I make this Mushroom Soup when I want something warm, comforting, and deeply savory. It’s rich with earthy mushroom flavor and has a smooth, cozy texture that makes it perfect for quiet evenings or as a simple starter for a larger meal.
Why You’ll Love This Recipe
I love this recipe because it’s straightforward and full of depth. I like how mushrooms create a naturally rich flavor without needing many ingredients. I also enjoy that I can keep it creamy or slightly chunky depending on my mood, which makes it feel flexible and reliable.
Ingredients
(Here’s a tip: Check out the full list of ingredients and measurements in the recipe card below.)
mushrooms, sliced
olive oil or butter
onion, finely chopped
garlic, minced
salt
black pepper
thyme or parsley
flour
vegetable or chicken broth
milk or cream
Directions
I start by heating olive oil or butter in a large pot over medium heat. I add the onion and cook it until soft, then stir in the garlic and cook briefly until fragrant. I add the mushrooms and let them cook until they release their moisture and begin to brown.
I sprinkle in the flour and stir well, letting it cook for a minute. I slowly pour in the broth while stirring to prevent lumps. I let the soup simmer until slightly thickened, then add the milk or cream. I season with salt, pepper, and herbs and let everything simmer gently. I blend part or all of the soup depending on how smooth I want it before serving.
Servings and timing
This soup serves about 4 people. I usually spend around 10 minutes prepping and about 30 minutes cooking. I like that it comes together in roughly 40 minutes and feels comforting without much effort.
Variations
I sometimes add a splash of white wine before the broth for extra depth. When I want a heartier soup, I add diced potatoes or cooked rice. I’ve also made this dairy free by using plant-based milk and olive oil instead of butter.
storage/reheating
I store leftover soup in an airtight container in the refrigerator for up to 4 days. I also freeze it for up to 3 months. When reheating, I warm it gently on the stove or in the microwave, stirring occasionally.
FAQs
What mushrooms work best for mushroom soup?

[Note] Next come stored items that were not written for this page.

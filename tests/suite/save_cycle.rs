//! Save cycle behaviour over a recording store.

use std::sync::Arc;

use serde_json::json;
use tokio::sync::Notify;

use agentdeck_core::{Installation, InstallationSource};
use agentdeck_engine::{
    DirtyRegistry, SaveOrchestrator, SaveOutcome, SaveRejected, SaveRequest, SettingsSession,
};
use agentdeck_types::{ProxySettings, RuleKind, Section};

use crate::common::{Call, HooksGate, RecordingStore};

fn homebrew() -> Installation {
    Installation {
        path: "/opt/homebrew/bin/claude".to_string(),
        version: Some("1.0.41".to_string()),
        source: InstallationSource::Homebrew,
    }
}

/// Make all three sections dirty.
fn touch_every_section(session: &SettingsSession) {
    session
        .hooks()
        .set_hooks(json!({ "Stop": [{ "hooks": [{ "type": "command", "command": "say done" }] }] }));
    session.proxy().update(|proxy| {
        proxy.enabled = true;
        proxy.https_proxy = "http://127.0.0.1:7890".to_string();
    });
    session.binary_path().select(homebrew());
}

#[tokio::test]
async fn adding_a_deny_rule_reassembles_only_permissions_and_env() {
    let store = Arc::new(RecordingStore::with_document(json!({
        "permissions": { "allow": ["Bash"] },
        "env": { "A": "1" },
        "model": "opus",
        "statusLine": { "type": "command", "command": "status.sh" }
    })));
    let mut session = SettingsSession::load(store.clone()).await;

    let allow: Vec<&str> = session.rules(RuleKind::Allow).iter().map(|r| r.value.as_str()).collect();
    assert_eq!(allow, ["Bash"]);
    assert!(session.rules(RuleKind::Deny).is_empty());
    assert_eq!(session.env_vars().len(), 1);
    assert_eq!(session.env_vars()[0].key, "A");
    assert_eq!(session.env_vars()[0].value, "1");

    let id = session.add_rule(RuleKind::Deny);
    assert!(session.update_rule(RuleKind::Deny, &id, "Bash(curl:*)"));
    let outcome = session.save().await.unwrap();

    assert!(outcome.is_success());
    assert_eq!(
        store.last_persisted(),
        Some(json!({
            "permissions": { "allow": ["Bash"], "deny": ["Bash(curl:*)"] },
            "env": { "A": "1" },
            "model": "opus",
            "statusLine": { "type": "command", "command": "status.sh" }
        }))
    );
    assert_eq!(store.calls(), [Call::Persist]);
}

#[tokio::test]
async fn persist_failure_commits_nothing_and_keeps_every_section_dirty() {
    let store = Arc::new(RecordingStore::with_document(json!({ "model": "opus" })));
    let mut session = SettingsSession::load(store.clone()).await;
    touch_every_section(&session);
    session.update_setting("model", json!("sonnet"));
    store.fail_on(Call::Persist);

    let outcome = session.save().await.unwrap();

    assert!(matches!(outcome, SaveOutcome::Failure { .. }));
    assert_eq!(store.calls(), [Call::Persist]);
    assert!(store.committed_hooks().is_empty());
    assert!(store.committed_proxies().is_empty());
    assert!(store.committed_binary_paths().is_empty());
    assert_eq!(session.dirty_sections(), Section::ALL);
}

#[tokio::test]
async fn last_section_failure_reports_only_that_section() {
    let store = Arc::new(RecordingStore::with_document(json!({})));
    let mut session = SettingsSession::load(store.clone()).await;
    touch_every_section(&session);
    store.fail_on(Call::BinaryPath);

    let outcome = session.save().await.unwrap();

    let SaveOutcome::PartialFailure { failure, pending, .. } = &outcome else {
        panic!("expected partial failure, got {outcome:?}");
    };
    assert_eq!(failure.section, Section::BinaryPath);
    assert_eq!(pending, &[Section::BinaryPath]);
    assert_eq!(
        store.calls(),
        [Call::Persist, Call::Hooks, Call::Proxy, Call::BinaryPath]
    );
    assert_eq!(session.dirty_sections(), [Section::BinaryPath]);
    assert!(!session.hooks().is_dirty());
    assert!(!session.proxy().is_dirty());
}

#[tokio::test]
async fn first_section_failure_leaves_later_sections_unattempted() {
    let store = Arc::new(RecordingStore::with_document(json!({})));
    let mut session = SettingsSession::load(store.clone()).await;
    touch_every_section(&session);
    store.fail_on(Call::Hooks);

    let outcome = session.save().await.unwrap();

    assert_eq!(outcome.pending(), Section::ALL);
    assert_eq!(store.calls(), [Call::Persist, Call::Hooks]);
    assert_eq!(session.dirty_sections(), Section::ALL);
}

#[tokio::test]
async fn retry_after_partial_failure_commits_only_remaining_sections() {
    let store = Arc::new(RecordingStore::with_document(json!({ "permissions": { "allow": ["Read"] } })));
    let mut session = SettingsSession::load(store.clone()).await;
    touch_every_section(&session);
    store.fail_on(Call::Proxy);

    let first = session.save().await.unwrap();
    assert_eq!(first.pending(), [Section::Proxy, Section::BinaryPath]);
    // The primary document stays applied after a partial failure.
    assert_eq!(session.document().get("permissions"), Some(&json!({ "allow": ["Read"], "deny": [] })));

    store.clear_failures();
    let second = session.save().await.unwrap();

    assert!(second.is_success());
    assert_eq!(
        store.calls(),
        [
            Call::Persist,
            Call::Hooks,
            Call::Proxy,
            Call::Persist,
            Call::Proxy,
            Call::BinaryPath
        ]
    );
    assert_eq!(store.committed_hooks().len(), 1);
    assert!(session.dirty_sections().is_empty());
}

#[tokio::test]
async fn unavailable_document_loads_empty_and_saves_fresh() {
    let store = Arc::new(RecordingStore::unavailable());
    let mut session = SettingsSession::load(store.clone()).await;
    assert!(session.document().is_empty());

    let id = session.add_env_var();
    session.update_env_key(&id, "ANTHROPIC_LOG");
    session.update_env_value(&id, "debug");
    session.save().await.unwrap();

    assert_eq!(
        store.last_persisted(),
        Some(json!({
            "permissions": { "allow": [], "deny": [] },
            "env": { "ANTHROPIC_LOG": "debug" }
        }))
    );
}

#[tokio::test]
async fn blank_entries_are_dropped_and_duplicates_kept() {
    let store = Arc::new(RecordingStore::with_document(json!({
        "permissions": { "allow": ["Bash", "Bash"], "defaultMode": "acceptEdits" },
        "env": { "A": "1" }
    })));
    let mut session = SettingsSession::load(store.clone()).await;
    session.add_rule(RuleKind::Allow);
    let id = session.add_rule(RuleKind::Allow);
    session.update_rule(RuleKind::Allow, &id, "   ");

    let blank_value = session.add_env_var();
    session.update_env_key(&blank_value, "EMPTY");
    let duplicate = session.add_env_var();
    session.update_env_key(&duplicate, "A");
    session.update_env_value(&duplicate, "2");

    session.save().await.unwrap();

    assert_eq!(
        store.last_persisted(),
        Some(json!({
            "permissions": { "allow": ["Bash", "Bash"], "defaultMode": "acceptEdits", "deny": [] },
            "env": { "A": "2" }
        }))
    );
}

#[tokio::test]
async fn added_entries_get_ids_distinct_from_loaded_ones() {
    let store = Arc::new(RecordingStore::with_document(json!({
        "permissions": { "allow": ["Read", "Edit"] }
    })));
    let mut session = SettingsSession::load(store).await;

    let loaded = session.rules(RuleKind::Allow)[0].id.clone();
    assert!(session.remove_rule(RuleKind::Allow, &loaded));
    let added = session.add_rule(RuleKind::Allow);

    let ids: Vec<_> = session.rules(RuleKind::Allow).iter().map(|r| r.id.clone()).collect();
    assert_eq!(ids.len(), 2);
    assert_ne!(ids[0], ids[1]);
    assert!(!session.remove_rule(RuleKind::Allow, &loaded));
    assert!(session.remove_rule(RuleKind::Allow, &added));
}

#[tokio::test]
async fn null_setting_removes_the_key() {
    let store = Arc::new(RecordingStore::with_document(json!({
        "apiKeyHelper": "/bin/key.sh",
        "includeCoAuthoredBy": false
    })));
    let mut session = SettingsSession::load(store.clone()).await;
    assert_eq!(session.api_key_helper(), Some("/bin/key.sh"));
    assert!(!session.include_co_authored_by());

    session.update_setting("apiKeyHelper", serde_json::Value::Null);
    session.update_setting("cleanupPeriodDays", json!(30));

    assert_eq!(session.api_key_helper(), None);
    assert_eq!(session.cleanup_period_days(), Some(30));
    let preview = session.preview();
    assert!(!preview.contains_key("apiKeyHelper"));
    assert_eq!(preview.get("includeCoAuthoredBy"), Some(&json!(false)));
}

#[tokio::test]
async fn selected_binary_path_is_merged_before_persisting() {
    let store = Arc::new(
        RecordingStore::with_document(json!({})).binary_path("/usr/local/bin/claude"),
    );
    let mut session = SettingsSession::load(store.clone()).await;
    session.binary_path().select(homebrew());

    session.save().await.unwrap();

    let persisted = store.last_persisted().unwrap();
    assert_eq!(persisted["binaryPath"], json!("/opt/homebrew/bin/claude"));
    assert_eq!(store.committed_binary_paths(), ["/opt/homebrew/bin/claude"]);
    assert_eq!(
        session.binary_path().current().as_deref(),
        Some("/opt/homebrew/bin/claude")
    );
}

#[tokio::test]
async fn unchanged_proxy_is_not_committed() {
    let proxy = ProxySettings {
        enabled: true,
        http_proxy: "http://proxy:8080".to_string(),
        ..ProxySettings::default()
    };
    let store = Arc::new(RecordingStore::with_document(json!({})).proxy(proxy.clone()));
    let mut session = SettingsSession::load(store.clone()).await;

    session.proxy().update(|draft| draft.enabled = false);
    session.proxy().set(proxy);
    session.save().await.unwrap();

    assert_eq!(store.calls(), [Call::Persist]);
}

#[tokio::test]
async fn back_to_back_saves_persist_once() {
    let gate = Arc::new(Notify::new());
    let store = Arc::new(RecordingStore::with_document(json!({})).gated(Arc::clone(&gate)));
    let orchestrator = SaveOrchestrator::new(store.clone(), Arc::new(DirtyRegistry::new()));

    let (first, second) = tokio::join!(orchestrator.save(SaveRequest::default()), async {
        let second = orchestrator.save(SaveRequest::default()).await;
        gate.notify_one();
        second
    });

    assert!(first.unwrap().is_success());
    assert!(matches!(second, Err(SaveRejected::InProgress)));
    assert_eq!(store.persisted().len(), 1);
}

#[tokio::test]
async fn hooks_edited_while_their_commit_is_in_flight_are_saved_next_time() {
    let entered = Arc::new(Notify::new());
    let release = Arc::new(Notify::new());
    let store = Arc::new(RecordingStore::with_document(json!({})).gated_hooks(HooksGate {
        entered: Arc::clone(&entered),
        release: Arc::clone(&release),
    }));
    let mut session = SettingsSession::load(store.clone()).await;
    session.hooks().set_hooks(json!({ "Stop": ["v1"] }));
    let hooks = session.hooks().clone();

    let (first, ()) = tokio::join!(session.save(), async {
        entered.notified().await;
        hooks.set_hooks(json!({ "Stop": ["v2"] }));
        release.notify_one();
    });

    assert!(first.unwrap().is_success());
    assert!(hooks.is_dirty());
    assert_eq!(session.dirty_sections(), [Section::Hooks]);
    assert_eq!(session.document().get("hooks"), Some(&json!({ "Stop": ["v1"] })));

    let second = session.save().await.unwrap();

    assert!(second.is_success());
    assert_eq!(
        store.committed_hooks(),
        [json!({ "Stop": ["v1"] }), json!({ "Stop": ["v2"] })]
    );
    assert!(session.dirty_sections().is_empty());
}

I usually use cremini or button mushrooms, but I also enjoy adding shiitake or portobello for deeper flavor.
Can I make this soup vegan?
I make it vegan by using vegetable broth and plant-based milk or cream.
How do I thicken mushroom soup?
I rely on flour and blending part of the soup, but I can also simmer it longer to thicken naturally.

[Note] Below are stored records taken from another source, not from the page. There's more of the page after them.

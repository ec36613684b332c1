//! Checkpoint policy types.

use std::fmt;
use std::num::NonZeroUsize;
use std::path::PathBuf;

use serde::{Deserialize, Serialize};
use thiserror::Error;

/// When the agent runtime creates checkpoints on its own.
#[derive(Debug, Clone, Copy, Default, PartialEq, Eq, Hash, Serialize, Deserialize)]
#[serde(rename_all = "snake_case")]
pub enum CheckpointStrategy {
    Manual,
    PerPrompt,
    PerToolUse,
    #[default]
    Smart,
}

impl CheckpointStrategy {
    pub const ALL: [CheckpointStrategy; 4] = [
        CheckpointStrategy::Manual,
        CheckpointStrategy::PerPrompt,
        CheckpointStrategy::PerToolUse,
        CheckpointStrategy::Smart,
    ];

    #[must_use]
    pub const fn as_str(self) -> &'static str {
        match self {
            Self::Manual => "manual",
            Self::PerPrompt => "per_prompt",
            Self::PerToolUse => "per_tool_use",
            Self::Smart => "smart",
        }
    }

    #[must_use]
    pub fn parse(raw: &str) -> Option<Self> {
        match raw.trim().to_ascii_lowercase().as_str() {
            "manual" => Some(Self::Manual),
            "per_prompt" => Some(Self::PerPrompt),
            "per_tool_use" => Some(Self::PerToolUse),
            "smart" => Some(Self::Smart),
            _ => None,
        }
    }
}

impl fmt::Display for CheckpointStrategy {
    fn fmt(&self, f: &mut fmt::Formatter<'_>) -> fmt::Result {
        f.write_str(self.as_str())
    }
}

/// Checkpoint configuration as reported by the checkpoint service.
#[derive(Debug, Clone, Copy, PartialEq, Eq, Serialize, Deserialize)]
pub struct CheckpointSettings {
    pub auto_checkpoint_enabled: bool,
    pub checkpoint_strategy: CheckpointStrategy,
    pub total_checkpoints: usize,
}

/// Whose checkpoints a request addresses.
#[derive(Debug, Clone, PartialEq, Eq, Hash)]
pub struct CheckpointScope {
    pub session_id: String,
    pub project_id: String,
    pub project_path: PathBuf,
}

impl CheckpointScope {
    pub fn new(
        session_id: impl Into<String>,
        project_id: impl Into<String>,
        project_path: impl Into<PathBuf>,
    ) -> Self {
        Self {
            session_id: session_id.into(),
            project_id: project_id.into(),
            project_path: project_path.into(),
        }
    }
}

#[derive(Debug, Clone, Copy, PartialEq, Eq, Error)]
#[error("keep count must be at least 1, got {0}")]
pub struct KeepCountError(pub usize);

/// How many of the most recent checkpoints a cleanup retains.
///
/// Existence of a value proves it is at least one.
#[derive(Debug, Clone, Copy, PartialEq, Eq, PartialOrd, Ord)]
pub struct KeepCount(NonZeroUsize);

impl KeepCount {
    pub const DEFAULT: KeepCount = KeepCount(NonZeroUsize::new(10).unwrap());

    pub fn new(raw: usize) -> Result<Self, KeepCountError> {
        NonZeroUsize::new(raw).map(Self).ok_or(KeepCountError(raw))
    }

    #[must_use]
    pub fn get(self) -> usize {
        self.0.get()
    }
}

impl Default for KeepCount {
    fn default() -> Self {
        Self::DEFAULT
    }
}

impl fmt::Display for KeepCount {
    fn fmt(&self, f: &mut fmt::Formatter<'_>) -> fmt::Result {
        write!(f, "{}", self.0)
    }
}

Can I leave the soup chunky?
I often leave it partially chunky by blending only half of the soup.
Is mushroom soup good for meal prep?
I think it’s great for meal prep because the flavors deepen after a day.
Conclusion
I keep this Mushroom Soup recipe in my regular rotation because it’s comforting, simple, and full of flavor. I like how it turns humble mushrooms into a warm, satisfying bowl that feels nourishing and dependable every time I make it.
Mushroom Soup
5 Stars 4 Stars 3 Stars 2 Stars 1 Star
No reviews
A warm, comforting mushroom soup with deep earthy flavor and a smooth, cozy texture. Simple ingredients come together to create a rich and satisfying bowl perfect for any season.
- Author: Lizaa
- Prep Time: 10 minutes
- Cook Time: 30 minutes
- Total Time: 40 minutes
- Yield: 4 servings
- Category: Soup
- Method: Stovetop
- Cuisine: International
- Diet: Vegetarian
Ingredients
- 500 g mushrooms, sliced
- 2 tablespoons olive oil or butter
- 1 medium onion, finely chopped
- 3 cloves garlic, minced
- 1 teaspoon salt
- 1/2 teaspoon black pepper
- 1 teaspoon fresh thyme or parsley, chopped
- 2 tablespoons all-purpose flour
- 4 cups vegetable or chicken broth
- 1 cup milk or cream
Instructions
- Heat the olive oil or butter in a large pot over medium heat.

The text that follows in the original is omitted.